Gadis itu tampak cantik dengan balutan gaun berwarna merah muda selutut, dia juga mengenakan jaket berwarna sama untuk menghangatkannya saat diluar nanti. Mengingat hari ini dia akan menonton kembang api berasama kakak dan sahabat tercintanya. Rambutnya juga terikat satu seperti biasanya, dan wajahnya terlihat cantik dengan make up natural yang digunakannya.


"Adik ku ini cantik sekali." Ucap Kinan segera terjun kepelukan Dea dan memeluk gadis itu dengan eratnya, Membuat gadis itu terkejut dan nyaris terjatuh.


"Se–sesak ...." Ucap Dea tak di dengarkan.


"Kau sudah besar ya ...." Lanjutnya sambil tersenyum pada adiknya dengan posisi yang masih memeluk tubunya.


"Tentu saja. Usiamu juga sudah menua, cepat cari jodoh sana!" Tutur Dea segera membuat Kinan melonggarkan pelukannya dan melangkah mundur sambil memasang ekspresi sedihnya.


"Kau sudah tidak membutuhkanku lagi ya ...." Gumamnya dengan mata berkaca-kacanya, "tak ku sangka hari ini akan tiba." Lanjutnya mulai terisak.


"Gak usah drama deh." Ucap Dea membuat Kinan segera tertawa karena aktingnya terbongkar dengan mudah oleh sang adik.


"Bagaimana? Kau suka pakaiannya? Pas tidak?" Tanya Kinan setelah selesai tertawa dan menyeka air matanya akibat tertawa dengan terbahak-bahak.


"Hem, tapi kenapa merah muda? Dan lagi sejak kapan kau suka membelikanku pakaian feminim? Biasanya juga membelikanku kaos dan sweater." Tutur Dea merasa heran.


"Kalau itu ...." Jawab Kinan merasa tidak enak jika memberitau adiknya kalau pakaian itu bukan dia yang membelikannya, "su–sudah jam segini. Sebaiknya kita bergegas, Megan pasti sudah menunggu diluar. Fani juga sudah menunggu ditempat, jadi ayo pergi." Lanjutnya sambil mendorong tubuh adiknya menuju pintu keluar rumah.


"Aku bisa jalan sendiri." Ucap Dea tak didengarkan.


Benar saja dugaan Kinan. Saat ini Megan tampak terkejut ketika melihat Dea yang baru keluar dari rumahnya. Perlahan rona merah diwajah pria itu mulai mencuat, matanya terfokus pada wajah cantik Dea dengan mulutnya yang mengatup. Meski dia sangat ingin memujinya, tapi mulutnya benar-benar tak bisa diajak kompromi. Alhasil yang keluar malah bertentangan dengan apa yang dipikirannya.


"Seperti model." Guman Megan saat melihat tubuh tinggi Dea dan wajah cantik yang dimiliki gadis itu.


"Apaan sih loe?!" Ucap Dea ketus.


"Kalian pergi duluan ya, nanti aku menyusul. Aku akan mengubungi kalian, sekarang aku mau ke toilet dulu." Tutur Kinan tiba-tiba saat melihat Fani yang bersembunyi di balik pohon dekat rumah tetangga di sebrang jalan.


"Hee... aku akan menunggu." Ucap Dea tak kamu menuruti ucapan kakaknya.


"Pergi sana. Ajak Megan berkeliling, bukannya dia yang paling semangat dan tak sabar menantikan malam ini?

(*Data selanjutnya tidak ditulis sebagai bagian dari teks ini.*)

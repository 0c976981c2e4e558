//! Composite control nodes.
//!
//! A [`ControlNode`] owns an ordered list of children and folds their
//! results into its own according to a [`ControlPolicy`]:
//! [`Sequence`](ControlPolicy::Sequence) (AND logic) or
//! [`Selector`](ControlPolicy::Selector) (OR logic).
//!
//! # Dispatch
//!
//! Children are visited strictly in order. Action children are signaled
//! through their tick engine and only awaited until they pick the tick up;
//! condition and nested control children are ticked inline. As soon as a
//! child's result differs from the policy's "keep going" status, the later
//! children are halted and that result becomes the node's result. A consumed
//! `Success` or `Failure` always resets the child to `Idle`.

use async_trait::async_trait;
use tracing::{debug, trace};

use crate::action::request_tick;
use crate::behavior::TreeNode;
use crate::error::Result;
use crate::node::NodeCore;
use crate::status::{NodeKind, Status};

/// How a control node combines its children's results.
#[derive(Debug, Clone, Copy, PartialEq, Eq, Hash)]
pub enum ControlPolicy {
    /// Ticks children left to right while they succeed.
    ///
    /// - If a child returns `Failure`, `Running` or `Halted`, the sequence
    ///   **stops immediately** and reports it
    /// - If all children return `Success`, the sequence returns `Success`
    Sequence,

    /// Ticks children left to right while they fail.
    ///
    /// - If a child returns `Success`, `Running` or `Halted`, the selector
    ///   **stops immediately** and reports it
    /// - If all children return `Failure`, the selector returns `Failure`
    Selector,
}

impl ControlPolicy {
    /// The child result that lets dispatch move on to the next sibling.
    ///
    /// It is also the node's result once every child produced it, including
    /// the degenerate case of a node without children.
    pub fn continue_on(self) -> Status {
        match self {
            ControlPolicy::Sequence => Status::Success,
            ControlPolicy::Selector => Status::Failure,
        }
    }
}

/// Node whose result is derived from its children.
pub struct ControlNode {
    core: NodeCore,
    policy: ControlPolicy,
    children: Vec<Box<dyn TreeNode>>,
}

impl ControlNode {
    pub fn new(name: impl Into<String>, policy: ControlPolicy) -> Self {
        Self {
            core: NodeCore::new(name, NodeKind::Control),
            policy,
            children: Vec::new(),
        }
    }

    /// Creates an empty sequence node.
    pub fn sequence(name: impl Into<String>) -> Self {
        Self::new(name, ControlPolicy::Sequence)
    }

    /// Creates an empty selector node.
    pub fn selector(name: impl Into<String>) -> Self {
        Self::new(name, ControlPolicy::Selector)
    }

    pub fn policy(&self) -> ControlPolicy {
        self.policy
    }

    /// Appends a child. Children are ticked in insertion order.
    pub fn add_child(&mut self, child: impl TreeNode + 'static) {
        self.children.push(Box::new(child));
    }

    /// Appends an already boxed child.
    pub fn add_boxed_child(&mut self, child: Box<dyn TreeNode>) {
        self.children.push(child);
    }

    /// Builder form of [`add_child`](Self::add_child).
    pub fn with_child(mut self, child: impl TreeNode + 'static) -> Self {
        self.add_child(child);
        self
    }

    pub fn children(&self) -> &[Box<dyn TreeNode>] {
        &self.children
    }

    pub fn child_count(&self) -> usize {
        self.children.len()
    }

    /// Halts every child from `start` onwards.
    ///
    /// Conditions have nothing to cancel and only get their display state
    /// reset; actions and control nodes are halted if they are `Running`.
    pub async fn halt_children(&self, start: usize) {
        for child in self.children.iter().skip(start) {
            match child.kind() {
                NodeKind::Condition => child.reset_display_state(),
                NodeKind::Action | NodeKind::Control => {
                    if child.status() == Status::Running {
                        debug!(parent = self.core.name(), child = child.name(), "halting child");
                        child.halt().await;
                    } else {
                        trace!(
                            parent = self.core.name(),
                            child = child.name(),
                            status = %child.status(),
                            "child not running, nothing to halt"
                        );
                    }
                }
            }
        }
    }

    async fn tick_child(child: &dyn TreeNode) -> Status {
        match child.kind() {
            NodeKind::Action => request_tick(child).await,
            NodeKind::Condition | NodeKind::Control => {
                let status = child.tick().await;
                child.set_status(status);
                status
            }
        }
    }

    async fn dispatch(&self) -> Status {
        let keep_going = self.policy.continue_on();

        // The child list is re-read on every tick; it may change between ticks.
        if self.children.is_empty() {
            debug!(node = self.core.name(), policy = ?self.policy, "no children to tick");
        }

        for (index, child) in self.children.iter().enumerate() {
            let status = Self::tick_child(child.as_ref()).await;
            trace!(node = self.core.name(), child = child.name(), %status, "child ticked");

            if status.is_completed() {
                child.set_status(Status::Idle);
            }

            if status != keep_going {
                self.halt_children(index + 1).await;
                self.core.set_status(status);
                return status;
            }
        }

        self.core.set_status(keep_going);
        keep_going
    }
}

#[async_trait]
impl TreeNode for ControlNode {
    fn core(&self) -> &NodeCore {
        &self.core
    }

    async fn tick(&self) -> Status {
        self.dispatch().await
    }

    async fn halt(&self) {
        debug!(node = self.core.name(), "halting");
        self.halt_children(0).await;
        self.core.set_status(Status::Halted);
    }

    fn depth(&self) -> usize {
        1 + self
            .children
            .iter()
            .map(|child| child.depth())
            .max()
            .unwrap_or(0)
    }

    fn reset_display_state(&self) {
        self.core.set_display_status(Status::Idle);
        for child in &self.children {
            child.reset_display_state();
        }
    }

    async fn shutdown(&self) -> Result<()> {
        for child in &self.children {
            child.shutdown().await?;
        }
        Ok(())
    }
}

#[cfg(test)]
mod tests {
    use std::sync::Arc;
    use std::sync::atomic::{AtomicUsize, Ordering};

    use super::*;
    use crate::condition::ConditionNode;

    fn counted(name: &str, result: Status, calls: &Arc<AtomicUsize>) -> ConditionNode {
        let calls = Arc::clone(calls);
        ConditionNode::from_fn(name, move || {
            calls.fetch_add(1, Ordering::SeqCst);
            result
        })
    }

    #[tokio::test]
    async fn sequence_all_success() {
        let calls = Arc::new(AtomicUsize::new(0));
        let seq = ControlNode::sequence("seq")
            .with_child(counted("a", Status::Success, &calls))
            .with_child(counted("b", Status::Success, &calls));

        assert_eq!(seq.tick().await, Status::Success);
        assert_eq!(calls.load(Ordering::SeqCst), 2);
        assert!(seq.children().iter().all(|c| c.status() == Status::Idle));
        assert_eq!(seq.status(), Status::Success);
    }

    #[tokio::test]
    async fn sequence_fails_on_first_failure() {
        let calls = Arc::new(AtomicUsize::new(0));
        let skipped = Arc::new(AtomicUsize::new(0));
        let seq = ControlNode::sequence("seq")
            .with_child(counted("a", Status::Success, &calls))
            .with_child(counted("b", Status::Failure, &calls))
            .with_child(counted("c", Status::Success, &skipped));

        assert_eq!(seq.tick().await, Status::Failure);
        assert_eq!(calls.load(Ordering::SeqCst), 2);
        assert_eq!(skipped.load(Ordering::SeqCst), 0);
        assert_eq!(seq.children()[1].status(), Status::Idle);
    }

    #[tokio::test]
    async fn selector_succeeds_on_first_success() {
        let calls = Arc::new(AtomicUsize::new(0));
        let skipped = Arc::new(AtomicUsize::new(0));
        let sel = ControlNode::selector("sel")
            .with_child(counted("a", Status::Failure, &calls))
            .with_child(counted("b", Status::Success, &calls))
            .with_child(counted("c", Status::Failure, &skipped));

        assert_eq!(sel.tick().await, Status::Success);
        assert_eq!(calls.load(Ordering::SeqCst), 2);
        assert_eq!(skipped.load(Ordering::SeqCst), 0);
    }

    #[tokio::test]
    async fn selector_fails_when_all_fail() {
        let calls = Arc::new(AtomicUsize::new(0));
        let sel = ControlNode::selector("sel")
            .with_child(counted("a", Status::Failure, &calls))
            .with_child(counted("b", Status::Failure, &calls));

        assert_eq!(sel.tick().await, Status::Failure);
        assert_eq!(calls.load(Ordering::SeqCst), 2);
        assert_eq!(sel.status(), Status::Failure);
    }

    #[tokio::test]
    async fn empty_nodes_return_policy_default() {
        assert_eq!(ControlNode::sequence("seq").tick().await, Status::Success);
        assert_eq!(ControlNode::selector("sel").tick().await, Status::Failure);
    }

    #[tokio::test]
    async fn children_added_between_ticks_are_seen() {
        let calls = Arc::new(AtomicUsize::new(0));
        let mut seq = ControlNode::sequence("seq");
        assert_eq!(seq.tick().await, Status::Success);

        seq.add_child(counted("late", Status::Failure, &calls));
        assert_eq!(seq.tick().await, Status::Failure);
        assert_eq!(seq.child_count(), 1);
        assert_eq!(calls.load(Ordering::SeqCst), 1);
    }

    #[test]
    fn depth_counts_control_levels() {
        let leaf = || ConditionNode::from_fn("leaf", || Status::Success);
        assert_eq!(ControlNode::sequence("empty").depth(), 1);

        let inner = ControlNode::selector("inner").with_child(leaf());
        let outer = ControlNode::sequence("outer")
            .with_child(leaf())
            .with_child(inner);
        assert_eq!(outer.depth(), 2);
    }

    #[tokio::test]
    async fn reset_display_state_walks_subtree() {
        let inner = ControlNode::selector("inner")
            .with_child(ConditionNode::from_fn("x", || Status::Failure));
        let outer = ControlNode::sequence("outer").with_child(inner);

        outer.tick().await;
        assert_eq!(outer.display_status(), Status::Failure);
        assert_eq!(outer.children()[0].display_status(), Status::Failure);

        outer.reset_display_state();
        assert_eq!(outer.display_status(), Status::Idle);
        assert_eq!(outer.children()[0].display_status(), Status::Idle);
    }

    #[tokio::test]
    async fn halt_marks_node_halted() {
        let seq = ControlNode::sequence("seq")
            .with_child(ConditionNode::from_fn("ok", || Status::Success));
        seq.halt().await;
        assert_eq!(seq.status(), Status::Halted);
        assert!(seq.is_halted());
    }
}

Jadi tunjukan sisi bagus dari festival tahun ini." Jelas Kinan membuat wajah pria itu berbinar-binar sampai membuat Dea luluh.

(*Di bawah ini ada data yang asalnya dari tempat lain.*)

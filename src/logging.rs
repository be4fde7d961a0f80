//! Diagnostic output for the command line tool.
//!
//! Events go to stderr so that command output on stdout stays machine
//! readable. `RUST_LOG` takes precedence over the configured level.

use anyhow::{Result, anyhow};
use tracing_subscriber::layer::SubscriberExt;
use tracing_subscriber::util::SubscriberInitExt;
use tracing_subscriber::{EnvFilter, fmt};

/// Level used when neither `RUST_LOG` nor the settings name one.
pub const DEFAULT_LEVEL: &str = "warn";

/// Build the filter for `level`, preferring `RUST_LOG` when it is set.
pub fn filter(level: &str) -> Result<EnvFilter> {
    match EnvFilter::try_from_default_env() {
        Ok(filter) => Ok(filter),
        Err(_) => EnvFilter::try_new(level)
            .map_err(|err| anyhow!("invalid log level \"{level}\": {err}")),
    }
}

/// Install the global subscriber writing to stderr.
pub fn initialize(level: &str) -> Result<()> {
    tracing_subscriber::registry()
        .with(filter(level)?)
        .with(
            fmt::layer()
                .with_writer(std::io::stderr)
                .with_target(false)
                .compact(),
        )
        .try_init()
        .map_err(|err| anyhow!("failed to install the log subscriber: {err}"))
}

#[cfg(test)]
mod tests {
    use super::*;

    #[test]
    fn accepts_levels_and_directives() {
        if std::env::var_os("RUST_LOG").is_some() {
            return;
        }
        assert!(filter("debug").is_ok());
        assert!(filter("i18n_jobs=trace,warn").is_ok());
    }
}
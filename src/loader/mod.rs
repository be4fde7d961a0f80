//! Hierarchical loading of job configuration documents.
//!
//! A root document is located, parsed and validated; its `imports` are loaded
//! depth-first before its own `dictionaries` and `jobs` are handed to the
//! [`DefinitionBuilder`]. Each top-level [`ConfigurationLoader::load`] owns a
//! [`LoadingSet`] that detects circular imports.

mod definitions;
pub mod document;
pub mod glob;
mod imports;
pub mod loading;
pub mod locator;


use std::fs;
use std::path::{Path, PathBuf};

use i18n_jobs_definition_api::{Configuration, DefinitionBuilder};
use tracing::{debug, info};

pub use self::document::{DefinitionEntry, DocumentFormat, ImportEntry, RawDocument};
pub use self::glob::{ExclusionSet, GlobExpander, GlobMatch, GlobOptions};
pub use self::loading::LoadingSet;
pub use self::locator::FileLocator;
use crate::error::{LoadError, Result};

/// Entry point that turns a root resource into a [`Configuration`].
#[derive(Clone)]
pub struct ConfigurationLoader {
    locator: FileLocator,
    builder: DefinitionBuilder,
}

impl ConfigurationLoader {
    #[must_use]
    pub fn new(locator: FileLocator, builder: DefinitionBuilder) -> Self {
        Self { locator, builder }
    }

    #[must_use]
    pub fn locator(&self) -> &FileLocator {
        &self.locator
    }

    #[must_use]
    pub fn builder(&self) -> &DefinitionBuilder {
        &self.builder
    }

    /// Returns `true` when a document format can load `resource`.
    #[must_use]
    pub fn supports(&self, resource: &str, type_hint: Option<&str>) -> bool {
        DocumentFormat::resolve(resource, type_hint).is_some()
    }

    /// Load `resource` and everything it imports.
    pub fn load(&self, resource: &str) -> Result<Configuration> {
        self.load_with_type(resource, None)
    }

    /// Load `resource`, selecting the document format from `type_hint`.
    pub fn load_with_type(&self, resource: &str, type_hint: Option<&str>) -> Result<Configuration> {
        let format = DocumentFormat::resolve(resource, type_hint).ok_or_else(|| {
            LoadError::UnsupportedResource {
                resource: resource.to_string(),
                type_hint: type_hint.map(str::to_string),
            }
        })?;
        let path = self.locator.locate(resource, None)?;
        let id = identify(&path)?;

        let mut session = LoadSession::new(self);
        session.load_scoped(id, format)?;

        let configuration = session.configuration;
        info!(
            resource,
            dictionaries = configuration.dictionary_names().len(),
            jobs = configuration.job_names().len(),
            "configuration loaded"
        );
        Ok(configuration)
    }
}

/// State of one top-level load: the configuration built so far and the
/// documents currently in progress.
pub(crate) struct LoadSession<'a> {
    loader: &'a ConfigurationLoader,
    configuration: Configuration,
    loading: LoadingSet,
}

impl<'a> LoadSession<'a> {
    fn new(loader: &'a ConfigurationLoader) -> Self {
        Self {
            loader,
            configuration: Configuration::new(),
            loading: LoadingSet::new(),
        }
    }

    /// Load the document identified by `id` while it is marked as loading.
    fn load_scoped(&mut self, id: PathBuf, format: DocumentFormat) -> Result<()> {
        debug!(path = %id.display(), depth = self.loading.len(), "loading configuration file");
        self.loading.enter(id.clone());
        let result = self.load_document(&id, format);
        self.loading.leave(&id);
        debug!(path = %id.display(), ok = result.is_ok(), "left configuration file");
        result
    }

    fn load_document(&mut self, path: &Path, format: DocumentFormat) -> Result<()> {
        let document = document::read(path, format)?;
        let current_dir = path.parent();

        for entry in document.imports() {
            self.import(entry, path, current_dir)?;
        }

        self.collect_definitions(document)
    }
}

/// Canonical identifier of a located file.
fn identify(path: &Path) -> Result<PathBuf> {
    fs::canonicalize(path).map_err(|err| LoadError::unreadable(path, err))
}
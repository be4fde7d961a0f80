//! Resolve the configuration directory for `i18n-jobs`.
//!
//! An environment override wins over the platform location provided by the
//! `directories` crate.

use std::env;
use std::path::PathBuf;

use anyhow::{Result, anyhow};
use directories::ProjectDirs;

const QUALIFIER: &str = "org";
const ORGANIZATION: &str = "i18n-jobs";
const APPLICATION: &str = "i18n-jobs";

pub const CONFIG_DIR_ENV: &str = "I18N_JOBS_CONFIG_DIR";

fn project_dirs() -> Result<ProjectDirs> {
    ProjectDirs::from(QUALIFIER, ORGANIZATION, APPLICATION)
        .ok_or_else(|| anyhow!("unable to determine project directories for i18n-jobs"))
}

/// Resolve an override directory from an environment variable.
///
/// An empty value is treated the same as an unset one.
fn dir_from_env(name: &str) -> Option<PathBuf> {
    let value = env::var_os(name)?;
    if value.is_empty() {
        None
    } else {
        Some(PathBuf::from(value))
    }
}

/// Return the directory holding the user's `config.toml`.
pub fn get_config_dir() -> Result<PathBuf> {
    if let Some(dir) = dir_from_env(CONFIG_DIR_ENV) {
        return Ok(dir);
    }

    Ok(project_dirs()?.config_dir().to_path_buf())
}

"Baiklah aku duluan. Jangan lama-lama ya." Ucap Dea sambil menggeret Megan dengan tangan kanannya.


"Pergi juga ...." Gumam Kinan merasa lega. Kemudian Fani pun berlari memasuki halaman rumah Kinan dengan senyuman lebarnya.


"Ayo lakukan dengan cepat." Lanjutnya mempersilahkan Fani masuk.


Mereka pun pergi ke kamar Dea dan segera menghias kamarnya dengan beberapa dekorasi ulang tahun yang dibawa oleh Fani.